ABSTRACT

Correlations between sound and screen violence have been noted since the origins of sound cinema, but these discussions have become vital in light of increasingly explicit displays of destruction and devastation. With new technologies highlighting immersion, spectacle, and spectatorial engagement, the analysis of screen violence and its sonic incarnations is more important than ever. While it is arguably difficult to even define an entity known as (post-talkies) ‘screen violence’ that is separate from sound, in most of the pertinent literature, violence is an exclusively visual issue. Whether questioning on-screen depictions of violence from a sociological perspective (Barker and Petley 1997; Hill 1997), theorizing its relationship to apocalypticism (Dixon 2003; Sharrett 1999), discussing masculinity and race in American culture (Abel 2007; Gormley 2005; Gronstad 2008; Prince 1998), analyzing ethics (Saxton and Downing 2010), or considering it from a feminist perspective that accounts for cultural formations of femininity (Horeck 2003; Neroni 2012; Steenberg 2012; Tasker 1991; Young 2010), screen violence is primarily a visual, narrative, and stylistic issue. Other than Michel Chion’s brief chapter on the scream in horror cinema or Thomas Fahy’s article on classical music in serial killer films (which is, in fact, limited to musical choice as a function of character), scholarly work on screen violence evinces an emphatic bias for the visual (Chion 1994; Fahy 2003).
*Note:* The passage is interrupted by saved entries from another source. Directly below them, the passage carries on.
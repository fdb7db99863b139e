//! Bit-exact `.tbk` header framing
//!
//! Format 1: `TBK1` | version=1 | iterations u32 BE | salt_len u8 | salt |
//! iv_len u8 | iv | payload_len u64 BE. The ciphertext and a 32-byte HMAC follow.
//!
//! Format 2: `TBK2` | version=2 | kdf=0x02 | memory u32 BE | time u16 BE |
//! parallelism u8 | salt_len u8 | salt | nonce_len u8 | nonce | cipher=0x02 |
//! payload_len u64 BE. The ciphertext (tag included in `payload_len`) follows.

use std::io::{ErrorKind, Read};

use crate::crypto::{
    Argon2Params, CryptoSuite, MAX_ARGON2_MEMORY_KIB, MAX_ARGON2_TIME_COST, MAX_PBKDF2_ITERATIONS,
};
use crate::error::{BackupError, BackupResult};

pub const MAGIC_V1: &[u8; 4] = b"TBK1";
pub const MAGIC_V2: &[u8; 4] = b"TBK2";

/// KDF identifier for Argon2id
pub const KDF_ARGON2ID: u8 = 0x02;

/// Cipher suite identifier for AES-256-GCM
pub const CIPHER_AES256_GCM: u8 = 0x02;

/// Decoded archive header
#[derive(Debug, Clone, PartialEq, Eq)]
pub struct ArchiveHeader {
    pub suite: CryptoSuite,
    /// Ciphertext length (format 2: including the tag; format 1: excluding the MAC)
    pub payload_len: u64,
}

impl ArchiveHeader {
    pub fn new(suite: CryptoSuite, payload_len: u64) -> Self {
        Self { suite, payload_len }
    }

    /// Format version byte
    pub fn version(&self) -> u8 {
        self.suite.format_version()
    }

    /// Exact header size in bytes, i.e. the offset of the ciphertext
    pub fn header_len(&self) -> usize {
        match &self.suite {
            CryptoSuite::V1 { salt, iv, .. } => 4 + 1 + 4 + 1 + salt.len() + 1 + iv.len() + 8,
            CryptoSuite::V2 { salt, nonce, .. } => {
                4 + 1 + 1 + 4 + 2 + 1 + 1 + salt.len() + 1 + nonce.len() + 1 + 8
            }
        }
    }

    /// Serialize the header
    pub fn encode(&self) -> BackupResult<Vec<u8>> {
        let mut out = Vec::with_capacity(self.header_len());
        match &self.suite {
            CryptoSuite::V1 {
                iterations,
                salt,
                iv,
            } => {
                out.extend_from_slice(MAGIC_V1);
                out.push(1);
                out.extend_from_slice(&iterations.to_be_bytes());
                push_prefixed(&mut out, salt, "salt")?;
                push_prefixed(&mut out, iv, "IV")?;
            }
            CryptoSuite::V2 {
                params,
                salt,
                nonce,
            } => {
                out.extend_from_slice(MAGIC_V2);
                out.push(2);
                out.push(KDF_ARGON2ID);
                out.extend_from_slice(&params.memory_kib.to_be_bytes());
                out.extend_from_slice(&params.time_cost.to_be_bytes());
                out.push(params.parallelism);
                push_prefixed(&mut out, salt, "salt")?;
                push_prefixed(&mut out, nonce, "nonce")?;
                out.push(CIPHER_AES256_GCM);
            }
        }
        out.extend_from_slice(&self.payload_len.to_be_bytes());
        Ok(out)
    }

    /// Parse a header from the start of `reader`, consuming exactly
    /// [`header_len`](Self::header_len) bytes
    pub fn decode<R: Read>(reader: &mut R) -> BackupResult<Self> {
        let magic: [u8; 4] = read_array(reader)?;
        let [version] = read_array::<_, 1>(reader)?;

        let suite = match &magic {
            m if m == MAGIC_V1 => {
                if version != 1 {
                    return Err(unsupported(&magic, version));
                }
                let iterations = u32::from_be_bytes(read_array(reader)?);
                if iterations > MAX_PBKDF2_ITERATIONS {
                    return Err(BackupError::Format(format!(
                        "PBKDF2 iteration count {} exceeds the limit of {}",
                        iterations, MAX_PBKDF2_ITERATIONS
                    )));
                }
                let salt = read_prefixed(reader)?;
                let iv = read_prefixed(reader)?;
                CryptoSuite::V1 {
                    iterations,
                    salt,
                    iv,
                }
            }
            m if m == MAGIC_V2 => {
                if version != 2 {
                    return Err(unsupported(&magic, version));
                }
                let [kdf] = read_array::<_, 1>(reader)?;
                if kdf != KDF_ARGON2ID {
                    return Err(BackupError::Format(format!(
                        "Unknown KDF identifier 0x{:02x}",
                        kdf
                    )));
                }
                let memory_kib = u32::from_be_bytes(read_array(reader)?);
                let time_cost = u16::from_be_bytes(read_array(reader)?);
                let [parallelism] = read_array::<_, 1>(reader)?;
                if memory_kib > MAX_ARGON2_MEMORY_KIB {
                    return Err(BackupError::Format(format!(
                        "Argon2 memory cost {} KiB exceeds the limit of {} KiB",
                        memory_kib, MAX_ARGON2_MEMORY_KIB
                    )));
                }
                if time_cost > MAX_ARGON2_TIME_COST {
                    return Err(BackupError::Format(format!(
                        "Argon2 time cost {} exceeds the limit of {}",
                        time_cost, MAX_ARGON2_TIME_COST
                    )));
                }
                let salt = read_prefixed(reader)?;
                let nonce = read_prefixed(reader)?;
                let [cipher] = read_array::<_, 1>(reader)?;
                if cipher != CIPHER_AES256_GCM {
                    return Err(BackupError::Format(format!(
                        "Unknown cipher suite identifier 0x{:02x}",
                        cipher
                    )));
                }
                CryptoSuite::V2 {
                    params: Argon2Params::new(memory_kib, time_cost, parallelism),
                    salt,
                    nonce,
                }
            }
            _ => {
                return Err(BackupError::Format(format!(
                    "Unrecognized magic {:02x?}",
                    magic
                )))
            }
        };

        let payload_len = u64::from_be_bytes(read_array(reader)?);
        Ok(Self { suite, payload_len })
    }
}

fn unsupported(magic: &[u8; 4], version: u8) -> BackupError {
    BackupError::UnsupportedVersion {
        magic: String::from_utf8_lossy(magic).into_owned(),
        version,
    }
}

fn push_prefixed(out: &mut Vec<u8>, field: &[u8], name: &str) -> BackupResult<()> {
    let len = u8::try_from(field.len())
        .map_err(|_| BackupError::Format(format!("{} longer than 255 bytes", name)))?;
    out.push(len);
    out.extend_from_slice(field);
    Ok(())
}

fn read_array<R: Read, const N: usize>(reader: &mut R) -> BackupResult<[u8; N]> {
    let mut buf = [0u8; N];
    reader.read_exact(&mut buf).map_err(truncated)?;
    Ok(buf)
}

fn read_prefixed<R: Read>(reader: &mut R) -> BackupResult<Vec<u8>> {
    let [len] = read_array::<_, 1>(reader)?;
    let mut buf = vec![0u8; usize::from(len)];
    reader.read_exact(&mut buf).map_err(truncated)?;
    Ok(buf)
}

fn truncated(err: std::io::Error) -> BackupError {
    if err.kind() == ErrorKind::UnexpectedEof {
        BackupError::Format("Truncated archive header".into())
    } else {
        BackupError::Io(format!("Failed to read archive header: {}", err))
    }
}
While these works, as well as many others on new extremism, horror, and violence more generally, provide groundwork for the study of screen violence, they do not consider screen violence’s sonic implications. Similarly, although there are several recent texts analyzing film music in violent genre films, most notably horror and science-fiction films (Hayward 2009; Lerner 2010; Spadoni 2007; Whittington 2007), these do not address abstract research questions about violence, as they focus on specific directors and films rather than engage with broader questions of audiovisual violence itself.